"""

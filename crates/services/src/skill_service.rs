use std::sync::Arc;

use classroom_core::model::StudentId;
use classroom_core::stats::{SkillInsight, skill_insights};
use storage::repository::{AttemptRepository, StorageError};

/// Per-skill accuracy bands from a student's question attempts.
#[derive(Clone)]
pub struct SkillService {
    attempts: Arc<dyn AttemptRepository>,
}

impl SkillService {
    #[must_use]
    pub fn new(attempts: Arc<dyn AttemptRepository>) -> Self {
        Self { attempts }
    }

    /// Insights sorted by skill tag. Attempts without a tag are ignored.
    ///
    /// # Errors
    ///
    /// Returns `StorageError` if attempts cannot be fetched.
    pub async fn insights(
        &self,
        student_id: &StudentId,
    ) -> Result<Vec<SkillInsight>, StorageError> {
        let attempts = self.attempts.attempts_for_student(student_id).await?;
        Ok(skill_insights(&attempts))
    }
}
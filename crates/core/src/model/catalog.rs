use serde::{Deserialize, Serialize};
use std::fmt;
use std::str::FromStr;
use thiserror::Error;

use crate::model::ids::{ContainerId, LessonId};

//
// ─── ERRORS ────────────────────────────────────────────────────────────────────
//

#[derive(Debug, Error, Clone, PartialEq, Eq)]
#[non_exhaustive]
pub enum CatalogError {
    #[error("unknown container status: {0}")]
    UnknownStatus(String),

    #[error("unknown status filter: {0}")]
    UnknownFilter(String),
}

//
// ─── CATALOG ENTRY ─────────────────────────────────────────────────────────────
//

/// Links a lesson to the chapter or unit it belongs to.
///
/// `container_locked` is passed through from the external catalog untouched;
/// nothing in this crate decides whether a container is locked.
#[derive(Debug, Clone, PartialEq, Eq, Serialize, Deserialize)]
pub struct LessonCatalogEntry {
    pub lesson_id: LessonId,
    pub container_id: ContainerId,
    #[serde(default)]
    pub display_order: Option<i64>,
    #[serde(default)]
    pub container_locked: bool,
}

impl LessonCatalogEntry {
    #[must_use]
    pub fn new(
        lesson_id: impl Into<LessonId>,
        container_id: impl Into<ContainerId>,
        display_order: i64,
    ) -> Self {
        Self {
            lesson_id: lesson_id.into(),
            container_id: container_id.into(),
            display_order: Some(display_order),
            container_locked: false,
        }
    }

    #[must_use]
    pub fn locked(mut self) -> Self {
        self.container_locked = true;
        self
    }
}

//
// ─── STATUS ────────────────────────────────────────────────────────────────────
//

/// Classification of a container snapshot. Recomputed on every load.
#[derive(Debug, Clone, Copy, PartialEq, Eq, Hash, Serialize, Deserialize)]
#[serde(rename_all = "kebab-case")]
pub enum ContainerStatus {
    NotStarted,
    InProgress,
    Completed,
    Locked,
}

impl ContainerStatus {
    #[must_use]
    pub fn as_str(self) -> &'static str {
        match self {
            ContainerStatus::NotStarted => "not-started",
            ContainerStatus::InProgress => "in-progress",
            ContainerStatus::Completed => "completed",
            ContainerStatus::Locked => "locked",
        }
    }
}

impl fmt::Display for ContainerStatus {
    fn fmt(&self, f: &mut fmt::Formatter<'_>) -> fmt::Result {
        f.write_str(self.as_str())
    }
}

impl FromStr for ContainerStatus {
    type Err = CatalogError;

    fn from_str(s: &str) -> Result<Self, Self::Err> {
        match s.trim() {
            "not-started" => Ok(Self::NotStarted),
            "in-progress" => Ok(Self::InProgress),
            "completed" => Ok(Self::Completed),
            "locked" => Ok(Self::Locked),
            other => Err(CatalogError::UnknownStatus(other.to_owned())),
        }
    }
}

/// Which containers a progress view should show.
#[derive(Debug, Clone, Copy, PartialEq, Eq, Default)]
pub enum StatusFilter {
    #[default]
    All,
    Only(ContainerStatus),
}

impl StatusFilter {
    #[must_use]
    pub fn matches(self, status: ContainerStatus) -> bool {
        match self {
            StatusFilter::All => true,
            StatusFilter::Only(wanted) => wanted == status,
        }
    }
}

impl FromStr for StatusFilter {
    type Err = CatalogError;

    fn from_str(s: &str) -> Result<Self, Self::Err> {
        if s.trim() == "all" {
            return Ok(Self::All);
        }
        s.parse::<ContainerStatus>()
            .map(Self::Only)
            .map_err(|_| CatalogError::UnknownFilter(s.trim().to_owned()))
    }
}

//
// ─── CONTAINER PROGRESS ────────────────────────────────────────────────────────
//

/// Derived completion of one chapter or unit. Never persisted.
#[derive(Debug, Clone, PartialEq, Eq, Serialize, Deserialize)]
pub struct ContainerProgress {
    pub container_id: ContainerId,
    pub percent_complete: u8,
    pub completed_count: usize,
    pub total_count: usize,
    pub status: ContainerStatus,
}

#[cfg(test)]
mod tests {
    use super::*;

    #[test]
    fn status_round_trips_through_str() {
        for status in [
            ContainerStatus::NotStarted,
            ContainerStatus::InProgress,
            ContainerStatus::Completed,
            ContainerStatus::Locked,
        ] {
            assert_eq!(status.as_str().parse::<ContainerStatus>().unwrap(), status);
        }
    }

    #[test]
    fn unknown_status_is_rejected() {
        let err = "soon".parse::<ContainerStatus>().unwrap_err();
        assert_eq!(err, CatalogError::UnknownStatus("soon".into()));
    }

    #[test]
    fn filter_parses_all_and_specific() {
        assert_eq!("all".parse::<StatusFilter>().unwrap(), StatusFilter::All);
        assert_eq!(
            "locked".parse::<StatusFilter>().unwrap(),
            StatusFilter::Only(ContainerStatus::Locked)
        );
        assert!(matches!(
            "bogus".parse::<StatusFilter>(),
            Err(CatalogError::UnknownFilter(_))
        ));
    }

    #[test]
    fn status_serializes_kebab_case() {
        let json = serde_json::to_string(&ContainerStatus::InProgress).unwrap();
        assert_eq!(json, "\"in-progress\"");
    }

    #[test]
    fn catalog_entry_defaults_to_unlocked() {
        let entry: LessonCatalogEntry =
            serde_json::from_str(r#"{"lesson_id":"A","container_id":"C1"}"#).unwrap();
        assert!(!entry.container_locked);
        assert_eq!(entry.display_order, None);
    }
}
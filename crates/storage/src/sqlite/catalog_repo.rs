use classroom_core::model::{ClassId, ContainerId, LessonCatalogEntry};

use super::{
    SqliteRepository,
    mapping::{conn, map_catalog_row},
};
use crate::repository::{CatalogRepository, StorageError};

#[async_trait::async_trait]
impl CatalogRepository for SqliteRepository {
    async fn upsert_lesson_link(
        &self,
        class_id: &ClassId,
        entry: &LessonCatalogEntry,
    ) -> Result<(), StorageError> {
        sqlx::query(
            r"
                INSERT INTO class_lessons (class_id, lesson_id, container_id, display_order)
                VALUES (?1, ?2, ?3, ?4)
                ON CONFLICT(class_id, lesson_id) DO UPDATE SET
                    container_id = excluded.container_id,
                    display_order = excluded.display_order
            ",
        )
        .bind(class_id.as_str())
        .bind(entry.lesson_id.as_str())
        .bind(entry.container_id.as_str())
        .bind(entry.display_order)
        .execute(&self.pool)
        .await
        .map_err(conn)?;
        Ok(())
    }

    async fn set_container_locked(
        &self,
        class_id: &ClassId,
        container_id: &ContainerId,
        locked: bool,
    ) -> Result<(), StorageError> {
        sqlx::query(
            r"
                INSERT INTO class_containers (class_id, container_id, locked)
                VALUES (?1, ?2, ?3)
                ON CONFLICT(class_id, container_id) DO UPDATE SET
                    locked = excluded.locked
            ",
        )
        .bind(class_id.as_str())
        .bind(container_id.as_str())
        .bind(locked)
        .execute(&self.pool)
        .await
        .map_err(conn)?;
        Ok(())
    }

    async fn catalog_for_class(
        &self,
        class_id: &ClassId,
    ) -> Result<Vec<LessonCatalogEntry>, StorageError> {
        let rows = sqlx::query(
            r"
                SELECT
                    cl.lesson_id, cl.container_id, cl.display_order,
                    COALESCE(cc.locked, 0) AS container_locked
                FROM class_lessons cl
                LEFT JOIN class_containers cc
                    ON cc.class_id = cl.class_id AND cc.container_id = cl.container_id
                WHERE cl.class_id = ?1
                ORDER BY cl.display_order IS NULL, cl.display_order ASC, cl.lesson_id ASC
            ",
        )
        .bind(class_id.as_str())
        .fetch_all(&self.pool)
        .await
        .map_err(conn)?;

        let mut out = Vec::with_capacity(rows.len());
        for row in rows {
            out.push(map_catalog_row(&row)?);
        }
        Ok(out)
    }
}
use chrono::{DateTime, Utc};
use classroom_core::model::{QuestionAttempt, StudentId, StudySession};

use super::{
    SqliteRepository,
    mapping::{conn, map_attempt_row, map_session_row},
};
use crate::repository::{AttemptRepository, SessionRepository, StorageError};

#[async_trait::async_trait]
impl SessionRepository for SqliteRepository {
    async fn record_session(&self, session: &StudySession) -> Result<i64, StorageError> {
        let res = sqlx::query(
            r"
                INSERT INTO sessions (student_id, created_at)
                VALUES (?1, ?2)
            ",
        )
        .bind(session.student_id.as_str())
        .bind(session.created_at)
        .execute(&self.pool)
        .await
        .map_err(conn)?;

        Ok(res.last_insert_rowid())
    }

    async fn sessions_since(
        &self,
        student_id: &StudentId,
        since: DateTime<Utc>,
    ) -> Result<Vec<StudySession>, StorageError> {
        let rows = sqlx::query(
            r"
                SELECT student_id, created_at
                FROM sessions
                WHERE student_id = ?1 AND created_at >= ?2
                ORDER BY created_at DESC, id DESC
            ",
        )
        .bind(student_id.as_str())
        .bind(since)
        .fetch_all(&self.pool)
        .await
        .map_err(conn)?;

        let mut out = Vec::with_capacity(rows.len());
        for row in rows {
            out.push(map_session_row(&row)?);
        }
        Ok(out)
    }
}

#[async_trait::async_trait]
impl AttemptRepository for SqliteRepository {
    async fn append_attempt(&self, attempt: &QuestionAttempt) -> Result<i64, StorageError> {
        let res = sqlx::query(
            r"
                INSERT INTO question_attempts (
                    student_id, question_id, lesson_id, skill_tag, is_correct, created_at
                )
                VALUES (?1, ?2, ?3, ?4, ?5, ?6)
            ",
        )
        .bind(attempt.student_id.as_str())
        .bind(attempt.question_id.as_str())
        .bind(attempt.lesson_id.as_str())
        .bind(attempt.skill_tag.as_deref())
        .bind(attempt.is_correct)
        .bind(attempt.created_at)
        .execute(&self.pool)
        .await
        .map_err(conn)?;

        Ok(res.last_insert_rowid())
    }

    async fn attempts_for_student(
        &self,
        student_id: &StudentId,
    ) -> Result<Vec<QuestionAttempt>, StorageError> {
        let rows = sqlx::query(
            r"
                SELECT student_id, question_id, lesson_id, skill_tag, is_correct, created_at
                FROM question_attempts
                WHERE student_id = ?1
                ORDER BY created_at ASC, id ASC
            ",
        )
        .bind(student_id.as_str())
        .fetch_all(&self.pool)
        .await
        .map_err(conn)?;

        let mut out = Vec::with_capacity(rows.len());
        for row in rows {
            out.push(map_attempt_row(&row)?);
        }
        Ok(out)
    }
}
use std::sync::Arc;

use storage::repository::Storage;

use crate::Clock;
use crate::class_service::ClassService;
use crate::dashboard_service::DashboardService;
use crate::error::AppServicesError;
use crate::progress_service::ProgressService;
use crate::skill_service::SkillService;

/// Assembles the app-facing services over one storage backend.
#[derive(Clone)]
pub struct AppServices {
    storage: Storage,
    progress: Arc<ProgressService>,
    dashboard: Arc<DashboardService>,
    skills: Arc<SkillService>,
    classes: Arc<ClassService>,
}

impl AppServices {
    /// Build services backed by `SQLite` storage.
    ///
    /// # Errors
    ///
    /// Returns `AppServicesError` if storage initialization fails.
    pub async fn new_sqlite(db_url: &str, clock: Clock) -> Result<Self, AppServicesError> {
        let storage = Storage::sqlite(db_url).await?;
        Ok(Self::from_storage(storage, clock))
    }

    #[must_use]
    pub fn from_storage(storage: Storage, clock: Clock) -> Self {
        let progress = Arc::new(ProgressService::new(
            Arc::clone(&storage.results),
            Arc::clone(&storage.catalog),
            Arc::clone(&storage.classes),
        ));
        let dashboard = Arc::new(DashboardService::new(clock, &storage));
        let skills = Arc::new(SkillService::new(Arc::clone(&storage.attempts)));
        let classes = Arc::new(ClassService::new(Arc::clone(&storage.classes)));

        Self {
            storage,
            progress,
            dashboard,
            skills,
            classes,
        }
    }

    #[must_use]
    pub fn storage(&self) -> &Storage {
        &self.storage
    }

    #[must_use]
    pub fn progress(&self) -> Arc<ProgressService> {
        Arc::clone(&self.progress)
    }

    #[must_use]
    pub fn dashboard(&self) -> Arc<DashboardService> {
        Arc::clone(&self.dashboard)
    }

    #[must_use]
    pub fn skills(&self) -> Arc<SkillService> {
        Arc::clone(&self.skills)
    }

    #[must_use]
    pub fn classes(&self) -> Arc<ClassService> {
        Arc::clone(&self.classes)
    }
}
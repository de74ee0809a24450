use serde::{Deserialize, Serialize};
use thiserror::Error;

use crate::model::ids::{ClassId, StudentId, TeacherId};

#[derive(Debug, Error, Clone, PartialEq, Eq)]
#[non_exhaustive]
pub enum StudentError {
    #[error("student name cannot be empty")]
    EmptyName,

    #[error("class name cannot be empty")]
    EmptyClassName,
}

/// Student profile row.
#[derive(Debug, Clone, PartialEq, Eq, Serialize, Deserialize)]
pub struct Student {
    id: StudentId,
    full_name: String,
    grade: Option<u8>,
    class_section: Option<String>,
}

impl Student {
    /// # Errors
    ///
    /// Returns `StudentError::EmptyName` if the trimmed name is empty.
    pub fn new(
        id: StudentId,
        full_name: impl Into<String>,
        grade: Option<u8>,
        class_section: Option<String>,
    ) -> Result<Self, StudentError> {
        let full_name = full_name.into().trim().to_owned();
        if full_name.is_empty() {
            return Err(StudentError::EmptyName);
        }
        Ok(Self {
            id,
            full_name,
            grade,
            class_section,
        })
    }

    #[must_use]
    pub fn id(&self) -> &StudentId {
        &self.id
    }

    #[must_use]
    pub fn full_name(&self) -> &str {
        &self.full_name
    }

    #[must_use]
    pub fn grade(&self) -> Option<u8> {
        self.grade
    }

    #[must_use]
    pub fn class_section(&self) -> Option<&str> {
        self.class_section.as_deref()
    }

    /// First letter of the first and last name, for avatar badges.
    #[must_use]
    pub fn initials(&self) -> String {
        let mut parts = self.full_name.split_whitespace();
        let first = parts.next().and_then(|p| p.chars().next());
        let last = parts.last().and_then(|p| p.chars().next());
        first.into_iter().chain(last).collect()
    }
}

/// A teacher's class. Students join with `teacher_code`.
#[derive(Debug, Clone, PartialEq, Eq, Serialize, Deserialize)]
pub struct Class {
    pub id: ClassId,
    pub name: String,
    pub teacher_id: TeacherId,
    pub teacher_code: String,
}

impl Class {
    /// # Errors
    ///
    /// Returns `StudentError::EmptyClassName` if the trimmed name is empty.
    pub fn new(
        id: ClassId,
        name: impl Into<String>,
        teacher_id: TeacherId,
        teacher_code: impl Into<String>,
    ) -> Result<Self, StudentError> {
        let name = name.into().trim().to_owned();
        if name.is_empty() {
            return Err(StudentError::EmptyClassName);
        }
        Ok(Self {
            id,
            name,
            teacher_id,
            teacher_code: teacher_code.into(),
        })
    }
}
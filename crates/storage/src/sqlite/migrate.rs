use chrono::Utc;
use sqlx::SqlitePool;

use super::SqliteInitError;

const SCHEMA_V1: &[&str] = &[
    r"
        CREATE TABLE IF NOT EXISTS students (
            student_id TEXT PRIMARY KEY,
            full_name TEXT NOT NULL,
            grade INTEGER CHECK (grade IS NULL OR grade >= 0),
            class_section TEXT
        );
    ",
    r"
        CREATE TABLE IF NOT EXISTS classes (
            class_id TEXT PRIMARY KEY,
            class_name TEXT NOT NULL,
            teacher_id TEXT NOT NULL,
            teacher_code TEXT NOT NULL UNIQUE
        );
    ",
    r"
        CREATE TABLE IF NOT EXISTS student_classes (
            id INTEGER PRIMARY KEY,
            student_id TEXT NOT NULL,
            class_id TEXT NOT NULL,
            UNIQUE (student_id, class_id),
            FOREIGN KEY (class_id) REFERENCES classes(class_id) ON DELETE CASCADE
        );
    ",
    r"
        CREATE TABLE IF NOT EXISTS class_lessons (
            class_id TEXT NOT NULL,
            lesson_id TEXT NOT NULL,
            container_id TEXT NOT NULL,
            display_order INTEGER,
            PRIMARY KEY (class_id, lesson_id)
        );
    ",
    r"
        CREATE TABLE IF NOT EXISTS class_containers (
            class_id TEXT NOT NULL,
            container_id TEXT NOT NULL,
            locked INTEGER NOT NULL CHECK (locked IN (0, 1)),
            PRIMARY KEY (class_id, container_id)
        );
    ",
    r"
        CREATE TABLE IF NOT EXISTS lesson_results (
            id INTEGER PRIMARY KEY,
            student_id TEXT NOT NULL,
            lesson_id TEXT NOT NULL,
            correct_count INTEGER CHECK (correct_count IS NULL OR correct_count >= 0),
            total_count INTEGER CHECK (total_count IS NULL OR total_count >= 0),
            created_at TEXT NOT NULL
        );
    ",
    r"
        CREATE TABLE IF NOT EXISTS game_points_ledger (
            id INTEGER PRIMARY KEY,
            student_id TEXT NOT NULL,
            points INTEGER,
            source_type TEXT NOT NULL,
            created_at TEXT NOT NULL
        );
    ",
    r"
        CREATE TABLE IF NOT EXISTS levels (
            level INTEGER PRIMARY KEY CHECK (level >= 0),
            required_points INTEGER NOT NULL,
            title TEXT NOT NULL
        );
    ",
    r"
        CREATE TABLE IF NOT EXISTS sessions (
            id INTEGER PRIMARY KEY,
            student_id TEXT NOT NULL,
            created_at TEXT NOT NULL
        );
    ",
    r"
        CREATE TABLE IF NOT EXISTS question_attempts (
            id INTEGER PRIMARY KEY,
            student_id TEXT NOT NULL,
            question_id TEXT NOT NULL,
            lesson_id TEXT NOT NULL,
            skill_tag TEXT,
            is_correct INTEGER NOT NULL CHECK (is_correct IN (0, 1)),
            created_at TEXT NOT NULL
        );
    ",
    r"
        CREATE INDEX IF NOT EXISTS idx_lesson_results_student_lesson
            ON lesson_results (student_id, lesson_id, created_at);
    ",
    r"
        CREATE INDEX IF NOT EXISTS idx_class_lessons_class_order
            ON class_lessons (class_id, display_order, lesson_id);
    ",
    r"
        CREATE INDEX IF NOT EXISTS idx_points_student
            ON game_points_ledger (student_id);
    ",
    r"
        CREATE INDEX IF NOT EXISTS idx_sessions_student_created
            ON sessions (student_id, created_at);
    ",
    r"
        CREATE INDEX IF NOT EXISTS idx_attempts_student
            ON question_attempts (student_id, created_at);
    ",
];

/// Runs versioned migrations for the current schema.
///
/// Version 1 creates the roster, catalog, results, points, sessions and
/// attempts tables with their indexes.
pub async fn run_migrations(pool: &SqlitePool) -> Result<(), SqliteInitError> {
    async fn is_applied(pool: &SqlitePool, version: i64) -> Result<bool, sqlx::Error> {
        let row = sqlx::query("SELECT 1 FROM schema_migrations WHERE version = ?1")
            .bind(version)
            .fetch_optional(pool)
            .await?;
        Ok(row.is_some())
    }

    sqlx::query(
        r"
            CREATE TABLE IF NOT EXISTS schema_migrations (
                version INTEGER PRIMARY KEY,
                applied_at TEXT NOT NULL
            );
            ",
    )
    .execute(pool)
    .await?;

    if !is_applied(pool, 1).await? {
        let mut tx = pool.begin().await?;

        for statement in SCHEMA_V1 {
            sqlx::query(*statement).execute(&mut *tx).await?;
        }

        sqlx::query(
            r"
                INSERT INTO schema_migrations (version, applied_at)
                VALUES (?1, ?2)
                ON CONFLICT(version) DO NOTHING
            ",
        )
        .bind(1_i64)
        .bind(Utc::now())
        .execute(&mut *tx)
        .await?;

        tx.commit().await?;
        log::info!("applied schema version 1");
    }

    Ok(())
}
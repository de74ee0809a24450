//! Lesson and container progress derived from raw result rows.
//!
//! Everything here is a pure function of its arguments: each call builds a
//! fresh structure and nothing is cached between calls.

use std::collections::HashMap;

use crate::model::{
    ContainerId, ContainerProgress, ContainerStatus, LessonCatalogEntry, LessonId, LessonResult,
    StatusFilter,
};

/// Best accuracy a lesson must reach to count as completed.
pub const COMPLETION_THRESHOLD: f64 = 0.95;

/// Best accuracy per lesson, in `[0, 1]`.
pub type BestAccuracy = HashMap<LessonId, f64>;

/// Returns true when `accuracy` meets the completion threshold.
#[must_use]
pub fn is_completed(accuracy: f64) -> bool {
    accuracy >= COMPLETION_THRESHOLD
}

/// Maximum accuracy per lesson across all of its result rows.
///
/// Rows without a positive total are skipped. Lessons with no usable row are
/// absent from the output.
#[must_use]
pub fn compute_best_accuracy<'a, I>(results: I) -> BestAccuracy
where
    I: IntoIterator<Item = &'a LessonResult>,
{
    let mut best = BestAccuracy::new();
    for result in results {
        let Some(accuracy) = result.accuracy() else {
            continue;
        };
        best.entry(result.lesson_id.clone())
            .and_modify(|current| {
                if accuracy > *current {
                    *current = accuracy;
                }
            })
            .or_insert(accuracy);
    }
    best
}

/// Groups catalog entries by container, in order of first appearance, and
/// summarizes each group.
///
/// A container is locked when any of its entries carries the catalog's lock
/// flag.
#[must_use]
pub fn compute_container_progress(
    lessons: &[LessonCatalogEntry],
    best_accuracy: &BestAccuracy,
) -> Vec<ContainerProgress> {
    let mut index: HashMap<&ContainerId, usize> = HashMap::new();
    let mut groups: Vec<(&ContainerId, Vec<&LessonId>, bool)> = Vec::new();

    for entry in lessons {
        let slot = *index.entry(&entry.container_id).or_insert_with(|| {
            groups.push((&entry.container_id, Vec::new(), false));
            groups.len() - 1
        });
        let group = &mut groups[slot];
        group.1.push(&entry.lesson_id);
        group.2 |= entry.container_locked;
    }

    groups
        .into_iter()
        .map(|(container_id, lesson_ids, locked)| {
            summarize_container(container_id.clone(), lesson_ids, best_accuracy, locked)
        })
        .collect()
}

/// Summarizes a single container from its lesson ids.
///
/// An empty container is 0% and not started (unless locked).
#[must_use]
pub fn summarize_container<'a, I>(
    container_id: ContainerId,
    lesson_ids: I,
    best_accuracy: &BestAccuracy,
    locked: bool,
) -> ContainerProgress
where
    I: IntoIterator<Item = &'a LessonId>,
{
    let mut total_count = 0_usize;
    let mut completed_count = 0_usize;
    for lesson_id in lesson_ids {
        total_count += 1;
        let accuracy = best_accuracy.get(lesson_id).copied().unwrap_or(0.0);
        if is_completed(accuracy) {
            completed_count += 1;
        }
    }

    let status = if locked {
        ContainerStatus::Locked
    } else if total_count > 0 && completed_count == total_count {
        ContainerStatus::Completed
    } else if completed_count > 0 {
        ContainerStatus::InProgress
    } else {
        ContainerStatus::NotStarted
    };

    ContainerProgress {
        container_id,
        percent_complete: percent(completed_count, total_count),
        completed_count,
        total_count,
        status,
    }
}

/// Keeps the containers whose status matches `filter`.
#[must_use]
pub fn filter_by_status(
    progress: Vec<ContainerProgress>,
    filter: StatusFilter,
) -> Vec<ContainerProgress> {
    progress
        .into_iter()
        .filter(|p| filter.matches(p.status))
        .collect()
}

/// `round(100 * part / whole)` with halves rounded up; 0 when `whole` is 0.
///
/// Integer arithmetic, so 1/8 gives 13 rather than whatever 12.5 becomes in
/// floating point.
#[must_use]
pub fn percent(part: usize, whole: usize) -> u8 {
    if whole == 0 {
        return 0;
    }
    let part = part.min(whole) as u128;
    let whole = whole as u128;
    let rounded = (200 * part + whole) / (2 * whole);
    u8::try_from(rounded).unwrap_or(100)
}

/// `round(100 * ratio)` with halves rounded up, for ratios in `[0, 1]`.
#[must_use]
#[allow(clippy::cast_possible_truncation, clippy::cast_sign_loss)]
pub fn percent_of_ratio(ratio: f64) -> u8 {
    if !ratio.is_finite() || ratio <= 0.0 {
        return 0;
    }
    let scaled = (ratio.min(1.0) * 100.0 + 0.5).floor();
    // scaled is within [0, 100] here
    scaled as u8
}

"""

THE TASK:
Find and copy each line in the material above where the string "BestAccuracy" occurs.

EXERCISE RESULT:
pub type BestAccuracy = HashMap<LessonId, f64>;
pub fn compute_best_accuracy<'a, I>(results: I) -> BestAccuracy
    let mut best = BestAccuracy::new();
    best_accuracy: &BestAccuracy,
    best_accuracy: &BestAccuracy,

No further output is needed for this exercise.